__Data__.
--- START ---

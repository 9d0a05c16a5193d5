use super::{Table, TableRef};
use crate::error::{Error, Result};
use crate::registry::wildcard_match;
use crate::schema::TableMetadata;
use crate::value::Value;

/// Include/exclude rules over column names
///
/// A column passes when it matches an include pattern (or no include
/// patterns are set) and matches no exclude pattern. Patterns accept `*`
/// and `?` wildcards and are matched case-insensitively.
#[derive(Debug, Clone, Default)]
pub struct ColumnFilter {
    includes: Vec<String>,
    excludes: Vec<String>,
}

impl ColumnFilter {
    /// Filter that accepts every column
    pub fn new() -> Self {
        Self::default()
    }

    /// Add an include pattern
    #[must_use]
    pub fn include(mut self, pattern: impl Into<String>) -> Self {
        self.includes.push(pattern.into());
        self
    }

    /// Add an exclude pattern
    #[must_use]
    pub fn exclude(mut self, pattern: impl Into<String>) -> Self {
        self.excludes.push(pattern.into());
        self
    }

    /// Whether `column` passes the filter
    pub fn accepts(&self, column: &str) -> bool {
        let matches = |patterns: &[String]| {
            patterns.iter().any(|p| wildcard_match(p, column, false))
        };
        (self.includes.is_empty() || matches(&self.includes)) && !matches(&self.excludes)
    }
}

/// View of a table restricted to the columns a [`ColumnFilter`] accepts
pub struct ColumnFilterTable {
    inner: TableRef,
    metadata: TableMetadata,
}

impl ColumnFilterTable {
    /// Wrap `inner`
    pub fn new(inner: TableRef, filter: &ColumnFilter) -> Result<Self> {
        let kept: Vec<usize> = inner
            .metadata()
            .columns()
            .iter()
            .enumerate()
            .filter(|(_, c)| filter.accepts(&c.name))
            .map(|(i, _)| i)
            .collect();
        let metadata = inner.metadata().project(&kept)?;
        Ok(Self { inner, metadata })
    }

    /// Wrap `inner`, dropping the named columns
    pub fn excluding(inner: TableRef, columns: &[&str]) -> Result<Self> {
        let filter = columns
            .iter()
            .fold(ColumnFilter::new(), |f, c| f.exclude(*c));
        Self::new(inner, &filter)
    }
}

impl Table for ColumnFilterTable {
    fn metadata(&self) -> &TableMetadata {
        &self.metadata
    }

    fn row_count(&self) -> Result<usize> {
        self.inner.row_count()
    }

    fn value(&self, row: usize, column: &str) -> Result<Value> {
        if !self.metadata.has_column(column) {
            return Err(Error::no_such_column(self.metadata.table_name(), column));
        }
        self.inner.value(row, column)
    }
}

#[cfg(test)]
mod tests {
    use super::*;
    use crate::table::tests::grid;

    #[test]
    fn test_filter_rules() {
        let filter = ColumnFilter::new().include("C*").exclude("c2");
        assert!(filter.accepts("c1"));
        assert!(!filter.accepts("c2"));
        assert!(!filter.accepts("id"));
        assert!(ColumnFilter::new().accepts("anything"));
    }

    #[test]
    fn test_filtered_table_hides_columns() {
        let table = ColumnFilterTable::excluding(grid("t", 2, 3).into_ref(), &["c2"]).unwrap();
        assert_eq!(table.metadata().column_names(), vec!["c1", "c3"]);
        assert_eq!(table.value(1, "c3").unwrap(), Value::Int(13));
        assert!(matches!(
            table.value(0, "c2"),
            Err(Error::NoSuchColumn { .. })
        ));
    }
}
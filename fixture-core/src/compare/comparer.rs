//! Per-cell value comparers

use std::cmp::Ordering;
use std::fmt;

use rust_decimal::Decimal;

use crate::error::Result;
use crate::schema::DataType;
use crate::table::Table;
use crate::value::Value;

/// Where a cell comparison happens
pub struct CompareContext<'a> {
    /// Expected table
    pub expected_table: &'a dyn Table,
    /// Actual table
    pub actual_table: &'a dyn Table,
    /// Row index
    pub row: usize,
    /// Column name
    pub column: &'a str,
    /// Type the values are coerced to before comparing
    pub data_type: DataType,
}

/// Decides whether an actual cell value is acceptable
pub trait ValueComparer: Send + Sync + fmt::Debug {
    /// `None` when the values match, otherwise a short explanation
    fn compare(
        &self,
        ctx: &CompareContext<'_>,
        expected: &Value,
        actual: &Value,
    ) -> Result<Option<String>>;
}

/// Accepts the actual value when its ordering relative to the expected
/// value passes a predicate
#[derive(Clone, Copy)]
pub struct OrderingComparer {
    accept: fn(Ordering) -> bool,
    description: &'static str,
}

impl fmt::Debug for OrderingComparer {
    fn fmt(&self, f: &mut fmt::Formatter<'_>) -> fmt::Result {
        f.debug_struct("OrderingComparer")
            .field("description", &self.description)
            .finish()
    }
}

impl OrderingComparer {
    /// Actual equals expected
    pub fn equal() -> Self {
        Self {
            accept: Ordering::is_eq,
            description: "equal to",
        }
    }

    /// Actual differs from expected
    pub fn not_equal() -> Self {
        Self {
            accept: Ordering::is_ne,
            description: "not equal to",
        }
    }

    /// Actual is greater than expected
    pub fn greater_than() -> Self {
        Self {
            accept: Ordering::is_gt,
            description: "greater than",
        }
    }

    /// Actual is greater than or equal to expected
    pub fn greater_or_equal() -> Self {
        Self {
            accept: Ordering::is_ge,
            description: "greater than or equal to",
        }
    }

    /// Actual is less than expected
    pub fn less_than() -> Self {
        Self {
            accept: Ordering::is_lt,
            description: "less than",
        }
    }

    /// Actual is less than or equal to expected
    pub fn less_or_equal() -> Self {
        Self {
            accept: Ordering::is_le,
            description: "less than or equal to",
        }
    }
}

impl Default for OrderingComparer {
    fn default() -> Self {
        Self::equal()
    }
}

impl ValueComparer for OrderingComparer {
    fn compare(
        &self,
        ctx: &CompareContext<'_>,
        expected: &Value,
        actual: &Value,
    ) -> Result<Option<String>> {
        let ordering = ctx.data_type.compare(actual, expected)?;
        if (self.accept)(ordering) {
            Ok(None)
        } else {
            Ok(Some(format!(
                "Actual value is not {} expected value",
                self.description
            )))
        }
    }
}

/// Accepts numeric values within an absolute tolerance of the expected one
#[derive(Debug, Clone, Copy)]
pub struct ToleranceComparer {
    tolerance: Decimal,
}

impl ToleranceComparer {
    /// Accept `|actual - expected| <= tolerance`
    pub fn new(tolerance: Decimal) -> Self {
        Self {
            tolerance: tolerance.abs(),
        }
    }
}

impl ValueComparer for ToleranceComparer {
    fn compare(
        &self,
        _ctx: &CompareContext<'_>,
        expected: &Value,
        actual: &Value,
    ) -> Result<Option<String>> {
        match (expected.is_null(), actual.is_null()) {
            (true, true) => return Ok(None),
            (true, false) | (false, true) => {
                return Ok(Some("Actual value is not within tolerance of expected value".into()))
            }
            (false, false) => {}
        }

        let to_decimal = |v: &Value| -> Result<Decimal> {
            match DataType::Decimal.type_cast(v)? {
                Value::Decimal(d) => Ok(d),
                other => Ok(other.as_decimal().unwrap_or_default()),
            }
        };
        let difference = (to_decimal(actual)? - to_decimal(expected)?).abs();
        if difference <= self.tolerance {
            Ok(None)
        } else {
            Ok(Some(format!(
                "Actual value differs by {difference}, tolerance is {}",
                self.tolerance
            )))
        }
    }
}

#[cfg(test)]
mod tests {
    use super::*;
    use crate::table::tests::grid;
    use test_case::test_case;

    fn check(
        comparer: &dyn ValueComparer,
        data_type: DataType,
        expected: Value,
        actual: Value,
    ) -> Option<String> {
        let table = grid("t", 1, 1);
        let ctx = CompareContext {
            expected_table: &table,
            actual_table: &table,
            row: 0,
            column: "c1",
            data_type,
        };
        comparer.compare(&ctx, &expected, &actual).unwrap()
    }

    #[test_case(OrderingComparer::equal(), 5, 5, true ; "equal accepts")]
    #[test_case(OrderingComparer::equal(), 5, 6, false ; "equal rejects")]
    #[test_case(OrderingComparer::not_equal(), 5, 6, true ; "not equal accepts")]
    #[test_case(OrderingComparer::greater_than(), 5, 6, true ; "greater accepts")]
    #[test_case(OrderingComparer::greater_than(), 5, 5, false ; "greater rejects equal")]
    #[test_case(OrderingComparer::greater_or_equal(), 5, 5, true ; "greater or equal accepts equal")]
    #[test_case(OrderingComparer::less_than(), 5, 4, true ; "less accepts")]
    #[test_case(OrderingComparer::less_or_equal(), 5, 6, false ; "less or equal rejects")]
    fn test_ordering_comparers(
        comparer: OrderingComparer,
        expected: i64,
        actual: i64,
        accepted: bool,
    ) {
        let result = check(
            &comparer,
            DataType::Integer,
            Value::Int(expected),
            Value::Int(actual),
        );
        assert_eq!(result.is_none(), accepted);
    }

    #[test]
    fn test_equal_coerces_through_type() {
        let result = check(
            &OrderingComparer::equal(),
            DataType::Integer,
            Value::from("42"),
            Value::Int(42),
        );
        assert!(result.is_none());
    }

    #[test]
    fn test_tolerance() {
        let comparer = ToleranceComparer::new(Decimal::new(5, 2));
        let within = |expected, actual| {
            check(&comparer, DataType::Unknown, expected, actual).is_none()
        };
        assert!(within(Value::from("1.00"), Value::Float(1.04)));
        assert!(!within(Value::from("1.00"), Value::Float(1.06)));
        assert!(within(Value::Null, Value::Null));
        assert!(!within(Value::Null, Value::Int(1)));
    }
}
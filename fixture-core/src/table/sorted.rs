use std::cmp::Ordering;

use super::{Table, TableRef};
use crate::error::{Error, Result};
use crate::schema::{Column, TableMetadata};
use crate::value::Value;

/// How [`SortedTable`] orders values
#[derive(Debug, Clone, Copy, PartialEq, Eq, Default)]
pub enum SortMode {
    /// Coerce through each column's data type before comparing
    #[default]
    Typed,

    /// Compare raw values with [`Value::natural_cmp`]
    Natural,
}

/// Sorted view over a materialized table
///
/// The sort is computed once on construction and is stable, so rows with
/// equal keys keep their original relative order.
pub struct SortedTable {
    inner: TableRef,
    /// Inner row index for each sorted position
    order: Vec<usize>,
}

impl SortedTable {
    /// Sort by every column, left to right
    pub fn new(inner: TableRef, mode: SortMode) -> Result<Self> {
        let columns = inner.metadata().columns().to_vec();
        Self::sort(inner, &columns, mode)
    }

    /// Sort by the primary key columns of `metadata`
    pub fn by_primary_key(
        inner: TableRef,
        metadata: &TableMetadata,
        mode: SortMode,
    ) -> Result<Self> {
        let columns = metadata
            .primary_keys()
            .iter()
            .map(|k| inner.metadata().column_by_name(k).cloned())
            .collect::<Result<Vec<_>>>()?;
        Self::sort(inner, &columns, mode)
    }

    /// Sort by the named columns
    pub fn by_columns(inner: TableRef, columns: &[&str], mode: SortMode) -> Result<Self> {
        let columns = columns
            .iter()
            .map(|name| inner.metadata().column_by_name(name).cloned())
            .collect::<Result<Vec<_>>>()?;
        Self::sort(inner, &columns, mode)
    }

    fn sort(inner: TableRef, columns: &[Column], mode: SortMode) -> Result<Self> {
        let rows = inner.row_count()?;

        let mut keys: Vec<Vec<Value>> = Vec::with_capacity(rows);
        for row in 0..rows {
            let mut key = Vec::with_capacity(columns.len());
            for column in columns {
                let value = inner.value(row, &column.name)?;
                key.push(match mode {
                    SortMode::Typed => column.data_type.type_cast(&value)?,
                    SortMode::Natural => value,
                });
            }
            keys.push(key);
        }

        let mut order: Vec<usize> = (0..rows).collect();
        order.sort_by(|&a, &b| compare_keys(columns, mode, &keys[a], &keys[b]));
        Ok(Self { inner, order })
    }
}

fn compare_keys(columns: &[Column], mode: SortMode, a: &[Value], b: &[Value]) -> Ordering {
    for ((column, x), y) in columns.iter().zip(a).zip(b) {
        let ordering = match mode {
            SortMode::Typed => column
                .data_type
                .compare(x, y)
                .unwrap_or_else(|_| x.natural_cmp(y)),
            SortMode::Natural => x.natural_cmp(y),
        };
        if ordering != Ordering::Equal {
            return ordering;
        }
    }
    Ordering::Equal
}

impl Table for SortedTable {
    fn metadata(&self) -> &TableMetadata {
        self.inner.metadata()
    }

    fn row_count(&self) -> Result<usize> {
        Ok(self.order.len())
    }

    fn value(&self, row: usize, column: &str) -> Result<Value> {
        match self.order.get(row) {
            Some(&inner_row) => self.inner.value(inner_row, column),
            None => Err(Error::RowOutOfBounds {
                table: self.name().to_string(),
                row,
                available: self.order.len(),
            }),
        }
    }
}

--- END ---

__Problem to work on__. Check each line of the material for the string "DataType" and state how many lines contain it, with only the number as the answer.

__Exercise result__. 7